Material for this task below:

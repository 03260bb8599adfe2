//! Chat container - conversation list, active chat and message log

use chat_core::model::seed_conversations;
use chat_core::{Conversation, Message};
use serde::{Deserialize, Serialize};

/// Conversation list entry as the sidebar renders it.
#[derive(Serialize, Deserialize, Clone, Debug, PartialEq, Eq)]
pub struct ConversationView {
    pub id: String,
    pub title: String,
    /// Computed from the container's active id.
    pub active: bool,
}

#[derive(Serialize, Deserialize, Clone, Debug, PartialEq, Eq)]
pub struct ChatState {
    chats: Vec<Conversation>,
    active_chat: Option<String>,
    messages: Vec<Message>,
}

impl Default for ChatState {
    fn default() -> Self {
        Self::seeded()
    }
}

impl ChatState {
    /// The starting list with the first seeded conversation active.
    pub fn seeded() -> Self {
        let chats = seed_conversations();
        let active_chat = chats.first().map(|c| c.id.clone());
        Self {
            chats,
            active_chat,
            messages: Vec::new(),
        }
    }

    /// No conversations, nothing active.
    pub fn empty() -> Self {
        Self {
            chats: Vec::new(),
            active_chat: None,
            messages: Vec::new(),
        }
    }

    pub fn chats(&self) -> &[Conversation] {
        &self.chats
    }

    pub fn active_chat(&self) -> Option<&str> {
        self.active_chat.as_deref()
    }

    pub fn messages(&self) -> &[Message] {
        &self.messages
    }

    pub fn is_active(&self, id: &str) -> bool {
        self.active_chat.as_deref() == Some(id)
    }

    /// The list with each entry's `active` flag resolved.
    pub fn views(&self) -> Vec<ConversationView> {
        self.chats
            .iter()
            .map(|c| ConversationView {
                id: c.id.clone(),
                title: c.title.clone(),
                active: self.is_active(&c.id),
            })
            .collect()
    }

    pub fn find(&self, id: &str) -> Option<&Conversation> {
        self.chats.iter().find(|c| c.id == id)
    }

    pub fn set_chats(&mut self, chats: Vec<Conversation>) {
        self.chats = chats;
    }

    /// Insert at the top of the list.
    pub fn add_chat(&mut self, chat: Conversation) {
        self.chats.insert(0, chat);
    }

    pub fn set_active_chat(&mut self, id: impl Into<String>) {
        self.active_chat = Some(id.into());
    }

    pub fn set_messages(&mut self, messages: Vec<Message>) {
        self.messages = messages;
    }

    pub fn add_message(&mut self, message: Message) {
        self.messages.push(message);
    }

    pub fn clear_messages(&mut self) {
        self.messages.clear();
    }
}

#[cfg(test)]
mod tests {
    use chat_core::Role;

    use super::*;

    #[test]
    fn test_seeded_has_first_active() {
        let state = ChatState::seeded();
        assert_eq!(state.active_chat(), Some("1"));
        let views = state.views();
        assert_eq!(views.iter().filter(|v| v.active).count(), 1);
        assert!(views[0].active);
    }

    #[test]
    fn test_add_chat_prepends() {
        let mut state = ChatState::seeded();
        state.add_chat(Conversation::new("new", "Fresh"));
        assert_eq!(state.chats()[0].id, "new");
        assert_eq!(state.chats().len(), 6);
    }

    #[test]
    fn test_append_keeps_insertion_order() {
        let mut state = ChatState::empty();
        for i in 0..10 {
            state.add_message(Message::new(i.to_string(), Role::User, format!("m{i}")));
        }
        assert_eq!(state.messages().len(), 10);
        let ids: Vec<_> = state.messages().iter().map(|m| m.id.clone()).collect();
        let expected: Vec<_> = (0..10).map(|i| i.to_string()).collect();
        assert_eq!(ids, expected);
    }

    #[test]
    fn test_active_follows_set_active_chat() {
        let mut state = ChatState::seeded();
        state.set_active_chat("3");
        let active: Vec<_> = state.views().into_iter().filter(|v| v.active).collect();
        assert_eq!(active.len(), 1);
        assert_eq!(active[0].id, "3");

        // An id that names no conversation leaves nothing active.
        state.set_active_chat("missing");
        assert!(state.views().iter().all(|v| !v.active));
    }

    #[test]
    fn test_replacing_list_keeps_single_active() {
        let mut state = ChatState::seeded();
        state.set_chats(vec![
            Conversation::new("1", "kept"),
            Conversation::new("9", "other"),
        ]);
        let active: Vec<_> = state.views().into_iter().filter(|v| v.active).collect();
        assert_eq!(active.len(), 1);
        assert_eq!(active[0].title, "kept");
    }
}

End of Material for this task.

Look through the data above for the string "container" and copy every line where it appears.

| Task result |
//! Chat container - conversation list, active chat and message log
    /// Computed from the container's active id.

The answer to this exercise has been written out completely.